Photo by Luis Galvez on Unsplash

/ POLITICS & AMERICA

“What the country needs is dirtier fingernails and cleaner minds”
– Will Rogers

The closing of Minneapolis police officer Derek Chauvin’s trial is a good moment to consider bystander trauma and what it says about a people, as well as their country’s likely trajectory.

Until the closing arguments on Monday, April 19,  the trial had gone on three weeks. One week into it, witnesses to the death of George Floyd, an unarmed black man, started to describe their pain and guilt about not being able to save him.

As The New York Times reporter in Minneapolis put it, each witness showed “the burden of being a bystander to a violent, slow-motion death, and the crippling self-doubt that followed”.

This was repeated in various ways throughout the Chauvin trial.

The evident bystander trauma of those people in Minneapolis was moving.
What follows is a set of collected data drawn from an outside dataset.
use super::coords::Envelope;
use thiserror::Error;

/// Result alias for fallible geometry operations
pub type GeomResult<T> = Result<T, GeometryError>;

/// Errors raised while parsing WKT or constructing geometries.
///
/// `MalformedWkt` means the input text is not well-formed WKT at all;
/// `InvalidGeometry` means the structure was readable but violates a
/// geometry invariant. The latter carries the path of the offending
/// member (type names and indices within parent sequences).
#[derive(Debug, Error)]
pub enum GeometryError {
    #[error("malformed WKT: {0}")]
    MalformedWkt(String),
    #[error("invalid geometry at {path}: {reason}")]
    InvalidGeometry { path: String, reason: String },
}

impl GeometryError {
    /// Shorthand for an invariant violation at the given path
    pub(crate) fn invalid(path: impl Into<String>, reason: impl Into<String>) -> Self {
        Self::InvalidGeometry {
            path: path.into(),
            reason: reason.into(),
        }
    }

    /// Prefix the error path with the position of the offending member
    /// within its parent sequence. Malformed-input errors pass through
    /// unchanged.
    pub(crate) fn nested(self, parent: &str, index: usize) -> Self {
        match self {
            Self::InvalidGeometry { path, reason } => Self::InvalidGeometry {
                path: format!("{parent}[{index}]/{path}"),
                reason,
            },
            other => other,
        }
    }
}

/// Trait with common functionality for all geometric objects
pub trait GeometricObject {
    /// WKT representation of the object
    fn wkt(&self) -> String;

    /// Minimum axis-aligned bounding box, or None if the object holds
    /// no coordinates at all.
    fn envelope(&self) -> Option<Envelope>;
}

/// Macro to implement the Display trait for Geometric Object types
macro_rules! display_for_geom {
    ($type:ty) => {
        impl std::fmt::Display for $type {
            fn fmt(&self, f: &mut std::fmt::Formatter) -> std::fmt::Result {
                write!(f, "{}", self.wkt())
            }
        }
    };
}

pub(crate) use display_for_geom;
But it was especially interesting when contrasted with how little bystander trauma is reported from Narendra Modi’s muscularly Hindu new India.

There, as Samar Harlarnkar has written, Hindu radicalisation has progressed, as have hate crimes “from headline to footnote”. The trickle of “lynchings, beatings and murders” of Muslims have became “a flood”.
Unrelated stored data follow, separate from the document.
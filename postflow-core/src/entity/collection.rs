//! Labeled collections of entities.
//!
//! A collection stores entries under a label space, a map from label names
//! to integer coordinates ("time" to 2, "complex" to 0). The concrete
//! containers are one generic over their item type; metadata getters are
//! memoized per wrapper instance through [`CallCache`].

use std::marker::PhantomData;
use std::sync::Arc;

use crate::binding::call::{CollectionCall, Request, Response};
use crate::cache::{CachePolicy, CallCache};
use crate::entity::any::Any;
use crate::entity::field::Field;
use crate::entity::mesh::MeshedRegion;
use crate::entity::scoping::Scoping;
use crate::entity::support::Support;
use crate::entity::{Entity, EntityKind};
use crate::error::Result;
use crate::handle::{unexpected_response, EntityHandle};
use crate::server::Server;
use crate::Id;

/// Label-to-coordinate map identifying one entry of a collection.
pub type LabelSpace = Vec<(String, Id)>;

fn label_space(pairs: &[(&str, Id)]) -> LabelSpace {
    pairs
        .iter()
        .map(|(name, value)| (name.to_string(), *value))
        .collect()
}

fn label_space_key(space: &LabelSpace) -> String {
    let mut key = String::new();
    for (name, value) in space {
        key.push_str(name);
        key.push(':');
        key.push_str(&value.to_string());
        key.push(';');
    }
    key
}

static COLLECTION_CACHE: CachePolicy = CachePolicy {
    pairs: &[
        ("labels", &["add_label"]),
        ("len", &["add", "add_label"]),
        ("label_space_at", &["add", "add_label"]),
    ],
};

/// Item types a collection can hold, each mapped to its container kind.
pub trait CollectionItem: Entity {
    const COLLECTION_KIND: EntityKind;
}

impl CollectionItem for Field {
    const COLLECTION_KIND: EntityKind = EntityKind::FieldsContainer;
}

impl CollectionItem for Scoping {
    const COLLECTION_KIND: EntityKind = EntityKind::ScopingsContainer;
}

impl CollectionItem for MeshedRegion {
    const COLLECTION_KIND: EntityKind = EntityKind::MeshesContainer;
}

impl CollectionItem for Any {
    const COLLECTION_KIND: EntityKind = EntityKind::AnyCollection;
}

/// Fields indexed by a label space, the usual output of result operators.
pub type FieldsContainer = Collection<Field>;
pub type ScopingsContainer = Collection<Scoping>;
pub type MeshesContainer = Collection<MeshedRegion>;
/// Heterogeneous collection over boxed [`Any`] entries.
pub type AnyCollection = Collection<Any>;

pub struct Collection<T> {
    handle: Arc<EntityHandle>,
    cache: CallCache,
    _item: PhantomData<T>,
}

impl<T: CollectionItem> Entity for Collection<T> {
    const KIND: EntityKind = T::COLLECTION_KIND;

    fn from_handle(handle: Arc<EntityHandle>) -> Self {
        Self {
            handle,
            cache: CallCache::new(&COLLECTION_CACHE),
            _item: PhantomData,
        }
    }

    fn handle(&self) -> &Arc<EntityHandle> {
        &self.handle
    }
}

impl<T: CollectionItem> Clone for Collection<T> {
    // the clone starts with a cold cache; memoized state is per wrapper
    fn clone(&self) -> Self {
        Self::from_handle(self.handle.clone())
    }
}

impl<T: CollectionItem> Collection<T> {
    pub fn new(server: &Server, labels: &[&str]) -> Result<Self> {
        match server.call(Request::Collection(CollectionCall::New {
            item_kind: T::KIND,
            labels: labels.iter().map(|l| l.to_string()).collect(),
        }))? {
            Response::Handle(h) => Ok(Self::from_handle(EntityHandle::new(
                h,
                T::COLLECTION_KIND,
                server.clone(),
            ))),
            other => Err(unexpected_response("collection_new", &other)),
        }
    }

    fn call(&self, call: CollectionCall) -> Result<Response> {
        self.handle.server().call(Request::Collection(call))
    }

    fn item(&self, handle: crate::HandleId) -> T {
        T::from_handle(EntityHandle::new(
            handle,
            T::KIND,
            self.handle.server().clone(),
        ))
    }

    pub fn labels(&self) -> Result<Vec<String>> {
        let id = self.handle.live_id()?;
        match self.cache.get_or_call("labels", String::new(), || {
            self.call(CollectionCall::Labels { collection: id })
        })? {
            Response::StrVec(labels) => Ok(labels),
            other => Err(unexpected_response("collection_labels", &other)),
        }
    }

    /// Adds a label after the fact; every existing entry receives
    /// `default_value` as its coordinate on the new axis.
    pub fn add_label(&self, label: &str, default_value: Id) -> Result<()> {
        let response = self.call(CollectionCall::AddLabel {
            collection: self.handle.live_id()?,
            label: label.to_string(),
            default_value,
        })?;
        self.cache.invalidate("add_label");
        match response {
            Response::Done => Ok(()),
            other => Err(unexpected_response("collection_add_label", &other)),
        }
    }

    pub fn add(&self, item: &T, label_space: &[(&str, Id)]) -> Result<()> {
        let response = self.call(CollectionCall::Add {
            collection: self.handle.live_id()?,
            item: item.handle().live_id()?,
            label_space: self::label_space(label_space),
        })?;
        self.cache.invalidate("add");
        match response {
            Response::Done => Ok(()),
            other => Err(unexpected_response("collection_add", &other)),
        }
    }

    /// Entries whose label spaces contain every given pair. A partial map
    /// matches any coordinate on the unnamed axes.
    pub fn get_by_label_space(&self, pairs: &[(&str, Id)]) -> Result<Vec<T>> {
        match self.call(CollectionCall::GetByLabelSpace {
            collection: self.handle.live_id()?,
            label_space: self::label_space(pairs),
        })? {
            Response::HandleVec(handles) => {
                Ok(handles.into_iter().map(|h| self.item(h)).collect())
            }
            other => Err(unexpected_response("collection_get_by_label_space", &other)),
        }
    }

    pub fn at(&self, index: usize) -> Result<T> {
        match self.call(CollectionCall::At {
            collection: self.handle.live_id()?,
            index,
        })? {
            Response::Handle(h) => Ok(self.item(h)),
            other => Err(unexpected_response("collection_at", &other)),
        }
    }

    pub fn label_space_at(&self, index: usize) -> Result<LabelSpace> {
        let id = self.handle.live_id()?;
        match self
            .cache
            .get_or_call("label_space_at", index.to_string(), || {
                self.call(CollectionCall::LabelSpaceAt {
                    collection: id,
                    index,
                })
            })? {
            Response::LabelSpace(space) => Ok(space),
            other => Err(unexpected_response("collection_label_space_at", &other)),
        }
    }

    pub fn len(&self) -> Result<usize> {
        let id = self.handle.live_id()?;
        match self.cache.get_or_call("len", String::new(), || {
            self.call(CollectionCall::Len { collection: id })
        })? {
            Response::Int(n) => Ok(n as usize),
            other => Err(unexpected_response("collection_len", &other)),
        }
    }

    pub fn is_empty(&self) -> Result<bool> {
        Ok(self.len()? == 0)
    }

    pub fn support(&self) -> Result<Support> {
        match self.call(CollectionCall::GetSupport {
            collection: self.handle.live_id()?,
        })? {
            Response::Entity { kind, handle } => Ok(Support::from_handle(EntityHandle::new(
                handle,
                kind,
                self.handle.server().clone(),
            ))),
            other => Err(unexpected_response("collection_get_support", &other)),
        }
    }

    pub fn set_support(&self, support: &Support) -> Result<()> {
        match self.call(CollectionCall::SetSupport {
            collection: self.handle.live_id()?,
            support: support.handle().live_id()?,
        })? {
            Response::Done => Ok(()),
            other => Err(unexpected_response("collection_set_support", &other)),
        }
    }
}

impl FieldsContainer {
    /// Fields stored at time/frequency set `set_id` (1-based).
    pub fn get_fields_by_time_id(&self, set_id: Id) -> Result<Vec<Field>> {
        self.get_by_label_space(&[("time", set_id)])
    }

    /// The single field at time/frequency set `set_id`, failing when the
    /// label space is ambiguous.
    pub fn get_field_by_time_id(&self, set_id: Id) -> Result<Field> {
        let mut fields = self.get_fields_by_time_id(set_id)?;
        match fields.len() {
            1 => Ok(fields.remove(0)),
            0 => Err(crate::error::Error::validation(format!(
                "no field stored at time set {}",
                set_id
            ))),
            n => Err(crate::error::Error::validation(format!(
                "{} fields stored at time set {}; narrow the label space",
                n, set_id
            ))),
        }
    }
}

impl<T: CollectionItem> PartialEq for Collection<T> {
    fn eq(&self, other: &Self) -> bool {
        self.handle.same_object(&other.handle)
    }
}

impl<T: CollectionItem> std::fmt::Debug for Collection<T> {
    fn fmt(&self, f: &mut std::fmt::Formatter) -> std::fmt::Result {
        write!(f, "{}({:?})", T::COLLECTION_KIND, self.handle)
    }
}

#[cfg(test)]
mod tests {
    use super::*;

    #[test]
    fn label_space_key_is_order_sensitive() {
        let a = label_space(&[("time", 1), ("complex", 0)]);
        let b = label_space(&[("complex", 0), ("time", 1)]);
        assert_ne!(label_space_key(&a), label_space_key(&b));
    }

    #[test]
    fn container_kinds() {
        assert_eq!(FieldsContainer::KIND, EntityKind::FieldsContainer);
        assert_eq!(ScopingsContainer::KIND, EntityKind::ScopingsContainer);
        assert_eq!(MeshesContainer::KIND, EntityKind::MeshesContainer);
        assert_eq!(AnyCollection::KIND, EntityKind::AnyCollection);
    }
}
Mr Harlankar is editor of Article-14.com, a project that describes itself as tracking “misuse of the law and the hope it offers”.

His January column, Mr Harlankar says, was written while watching “a video that is distressingly common in the new India…a Hindu priest enveloped in saffron robes slaps, abuses and kicks a frail, young Muslim man walking with his friend, a young Hindu woman.”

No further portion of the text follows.